-- DIRECTIONS FOR THIS TASK --
The first line of the data below and every line after it, through the one with "the explainer supports.", must be transcribed without change.

(Collected data)
□ □ □ □ □ □ □
//! CLI argument definitions for the bitcalc explainer.

use std::path::PathBuf;

use bitcalc_model::{BitWidth, BitwiseOp, Operation, Radix};
use clap::{Parser, Subcommand, ValueEnum};
use clap_verbosity_flag::{Verbosity, WarnLevel};
use colorchoice_clap::Color;

#[derive(Parser)]
#[command(
    name = "bitcalc",
    version,
    about = "Bitwise and arithmetic explainer - step-by-step fixed-width integer math",
    long_about = "Explain integer arithmetic the way a fixed-width register performs it.\n\n\
                  Supports binary, octal, decimal and hexadecimal operands on 8, 16 and\n\
                  32-bit two's-complement registers."
)]
pub struct Cli {
    #[command(subcommand)]
    pub command: Command,

    /// Adjust log verbosity (-v info, -vv debug, -vvv trace, -q errors only).
    #[command(flatten)]
    pub verbosity: Verbosity<WarnLevel>,

    /// Control ANSI color output (auto, always, never).
    #[command(flatten)]
    pub color: Color,

    /// Explicit log level (overrides -v/-q flags).
    #[arg(long = "log-level", value_enum, global = true)]
    pub log_level: Option<LogLevelArg>,

    /// Log output format (pretty for human, json for machine parsing).
    #[arg(
        long = "log-format",
        value_enum,
        default_value = "pretty",
        global = true
    )]
    pub log_format: LogFormatArg,

    /// Write logs to a file instead of stderr.
    #[arg(long = "log-file", value_name = "PATH", global = true)]
    pub log_file: Option<PathBuf>,
}

#[derive(Subcommand)]
pub enum Command {
    /// Explain an operation step by step.
    Explain(ExplainArgs),

    /// Show a value in every radix and as fixed-width bit patterns.
    Convert(ConvertArgs),

    /// Run a plain bitwise operation (including NOT and shifts).
    Calc(CalcArgs),

    /// List all operations the explainer supports.
    Operations,
}

#[derive(Parser)]
pub struct ExplainArgs {
    /// Operation: add, subtract, multiply, divide, and, or, xor (or + - * / & | ^).
    #[arg(value_name = "OPERATION")]
    pub operation: Operation,

    /// First operand.
    #[arg(value_name = "A", allow_hyphen_values = true)]
    pub operand_a: String,

    /// Second operand.
    #[arg(value_name = "B", allow_hyphen_values = true)]
    pub operand_b: String,

    /// Radix the operands are written in (2, 8, 10, 16 or bin, oct, dec, hex).
    #[arg(long = "radix", short = 'r', default_value = "10")]
    pub radix: Radix,

    /// Register width in bits (8, 16 or 32).
    #[arg(long = "width", short = 'w', default_value = "8")]
    pub width: BitWidth,

    /// Output format.
    #[arg(long = "format", value_enum, default_value = "text")]
    pub format: OutputFormatArg,

    /// Reject empty or malformed operands instead of treating them as zero.
    #[arg(long = "strict")]
    pub strict: bool,

    /// Omit per-bit carry narration from subtraction traces.
    #[arg(long = "no-subtraction-bits")]
    pub no_subtraction_bits: bool,
}

#[derive(Parser)]
pub struct ConvertArgs {
    /// Value to convert.
    #[arg(value_name = "VALUE", allow_hyphen_values = true)]
    pub value: String,

    /// Radix the value is written in.
    #[arg(long = "radix", short = 'r', default_value = "10")]
    pub radix: Radix,

    /// Output format.
    #[arg(long = "format", value_enum, default_value = "text")]
    pub format: OutputFormatArg,
}

#[derive(Parser)]
pub struct CalcArgs {
    /// Operation: and, or, xor, not, shl, shr.
    #[arg(value_name = "OPERATION")]
    pub op: BitwiseOp,

    /// First operand.
    #[arg(value_name = "A", allow_hyphen_values = true)]
    pub operand_a: String,

    /// Second operand (shift amount for shl/shr; ignored by not).
    #[arg(value_name = "B", allow_hyphen_values = true, default_value = "0")]
    pub operand_b: String,

    /// Radix the operands are written in.
    #[arg(long = "radix", short = 'r', default_value = "10")]
    pub radix: Radix,

    /// Register width in bits (8, 16 or 32).
    #[arg(long = "width", short = 'w', default_value = "8")]
    pub width: BitWidth,

    /// Output format.
    #[arg(long = "format", value_enum, default_value = "text")]
    pub format: OutputFormatArg,

    /// Reject empty or malformed operands instead of treating them as zero.
    #[arg(long = "strict")]
    pub strict: bool,
}

#[derive(Clone, Copy, ValueEnum)]
pub enum OutputFormatArg {
    Text,
    Json,
}

/// CLI log level choices.
#[derive(Clone, Copy, ValueEnum)]
pub enum LogLevelArg {
    Error,
    Warn,
    Info,
    Debug,
    Trace,
}

/// CLI log format choices.
#[derive(Clone, Copy, ValueEnum)]
pub enum LogFormatArg {
    Pretty,
    Compact,
    Json,
}
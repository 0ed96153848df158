use anyhow::{Context, Result};
use tracing::{debug, info, info_span};

use bitcalc_cli::render::{
    ConversionReport, render_calculation, render_conversions, render_operations, render_trace,
};
use bitcalc_core::converter::resolve_operand;
use bitcalc_core::{calculate, explain_with_options, parse};
use bitcalc_model::{ExplainOptions, ExplainRequest, ParsePolicy};

use crate::cli::{CalcArgs, ConvertArgs, ExplainArgs, OutputFormatArg};

pub fn run_explain(args: &ExplainArgs) -> Result<()> {
    let span = info_span!("explain", operation = %args.operation, width = %args.width);
    let _guard = span.enter();

    let request = ExplainRequest::new(args.operation, &args.operand_a, &args.operand_b)
        .with_radix(args.radix)
        .with_width(args.width);
    let options = ExplainOptions::default()
        .with_parse_policy(parse_policy(args.strict))
        .with_subtraction_bit_level(!args.no_subtraction_bits);
    debug!(?options, radix = %args.radix, "explaining");

    let trace = explain_with_options(&request, &options).context("explain calculation")?;
    info!(
        result = %trace.result,
        overflow = trace.overflow,
        steps = trace.steps.len(),
        "explained"
    );
    match args.format {
        OutputFormatArg::Text => println!("{}", render_trace(&trace)),
        OutputFormatArg::Json => println!(
            "{}",
            serde_json::to_string_pretty(&trace).context("serialize trace")?
        ),
    }
    Ok(())
}

pub fn run_convert(args: &ConvertArgs) -> Result<()> {
    let span = info_span!("convert", radix = %args.radix);
    let _guard = span.enter();

    let value = parse(&args.value, args.radix)
        .with_context(|| format!("parse value '{}'", args.value))?;
    let report = ConversionReport::new(value);
    info!(value, "converted");
    match args.format {
        OutputFormatArg::Text => println!("{}", render_conversions(&report)),
        OutputFormatArg::Json => println!(
            "{}",
            serde_json::to_string_pretty(&report).context("serialize conversions")?
        ),
    }
    Ok(())
}

pub fn run_calc(args: &CalcArgs) -> Result<()> {
    let span = info_span!("calc", op = %args.op, width = %args.width);
    let _guard = span.enter();

    let policy = parse_policy(args.strict);
    let a = resolve_operand(&args.operand_a, args.radix, policy).context("operand A")?;
    let b = resolve_operand(&args.operand_b, args.radix, policy).context("operand B")?;
    let calculation = calculate(args.op, a, b, args.width);
    info!(signed = calculation.signed, unsigned = calculation.unsigned, "calculated");
    match args.format {
        OutputFormatArg::Text => println!("{}", render_calculation(&calculation)),
        OutputFormatArg::Json => println!(
            "{}",
            serde_json::to_string_pretty(&calculation).context("serialize calculation")?
        ),
    }
    Ok(())
}

pub fn run_operations() -> Result<()> {
    println!("{}", render_operations());
    Ok(())
}

fn parse_policy(strict: bool) -> ParsePolicy {
    if strict {
        ParsePolicy::Strict
    } else {
        ParsePolicy::Lenient
    }
}
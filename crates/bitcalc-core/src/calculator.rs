//! Plain bitwise calculator.
//!
//! Unlike the explainers, results here are register values: every operation
//! acts on the `width`-bit patterns of its operands and the result is
//! wrapped to `width` bits.

use bitcalc_model::{BitWidth, BitwiseOp, Calculation};
use tracing::debug;

use crate::converter::convert;
use crate::encoder::{pattern, render_bits};

/// Applies `op` to the `width`-bit patterns of `a` and `b`.
///
/// `b` is ignored by [`BitwiseOp::Not`]. Shift amounts are taken modulo the
/// width, and [`BitwiseOp::Shr`] is a logical (zero-filling) shift.
pub fn calculate(op: BitwiseOp, a: i64, b: i64, width: BitWidth) -> Calculation {
    let mask = width.mask();
    let a_bits = pattern(a, width);
    let b_bits = pattern(b, width);
    let shift = b.rem_euclid(i64::from(width.bits())) as u32;

    let unsigned = match op {
        BitwiseOp::And => a_bits & b_bits,
        BitwiseOp::Or => a_bits | b_bits,
        BitwiseOp::Xor => a_bits ^ b_bits,
        BitwiseOp::Not => !a_bits & mask,
        BitwiseOp::Shl => (a_bits << shift) & mask,
        BitwiseOp::Shr => a_bits >> shift,
    };
    let signed = to_signed(unsigned, width);
    debug!(op = %op, a, b, unsigned, signed, "calculated");

    Calculation {
        op,
        width,
        operand_a: a,
        operand_b: (!op.is_unary()).then_some(b),
        unsigned,
        signed,
        binary: render_bits(unsigned, width.bits()),
        conversions: convert(unsigned as i64),
    }
}

/// Reads a `width`-bit pattern as a signed integer.
pub fn to_signed(pattern: u64, width: BitWidth) -> i64 {
    let spare = 64 - width.bits();
    ((pattern << spare) as i64) >> spare
}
□ □ □ □ □ □ □
-- WRITTEN ANSWER --
//! CLI argument definitions for the bitcalc explainer.

use std::path::PathBuf;

use bitcalc_model::{BitWidth, BitwiseOp, Operation, Radix};
use clap::{Parser, Subcommand, ValueEnum};
use clap_verbosity_flag::{Verbosity, WarnLevel};
use colorchoice_clap::Color;

#[derive(Parser)]
#[command(
    name = "bitcalc",
    version,
    about = "Bitwise and arithmetic explainer - step-by-step fixed-width integer math",
    long_about = "Explain integer arithmetic the way a fixed-width register performs it.\n\n\
                  Supports binary, octal, decimal and hexadecimal operands on 8, 16 and\n\
                  32-bit two's-complement registers."
)]
pub struct Cli {
    #[command(subcommand)]
    pub command: Command,

    /// Adjust log verbosity (-v info, -vv debug, -vvv trace, -q errors only).
    #[command(flatten)]
    pub verbosity: Verbosity<WarnLevel>,

    /// Control ANSI color output (auto, always, never).
    #[command(flatten)]
    pub color: Color,

    /// Explicit log level (overrides -v/-q flags).
    #[arg(long = "log-level", value_enum, global = true)]
    pub log_level: Option<LogLevelArg>,

    /// Log output format (pretty for human, json for machine parsing).
    #[arg(
        long = "log-format",
        value_enum,
        default_value = "pretty",
        global = true
    )]
    pub log_format: LogFormatArg,

    /// Write logs to a file instead of stderr.
    #[arg(long = "log-file", value_name = "PATH", global = true)]
    pub log_file: Option<PathBuf>,
}

#[derive(Subcommand)]
pub enum Command {
    /// Explain an operation step by step.
    Explain(ExplainArgs),

    /// Show a value in every radix and as fixed-width bit patterns.
    Convert(ConvertArgs),

    /// Run a plain bitwise operation (including NOT and shifts).
    Calc(CalcArgs),

    /// List all operations the explainer supports.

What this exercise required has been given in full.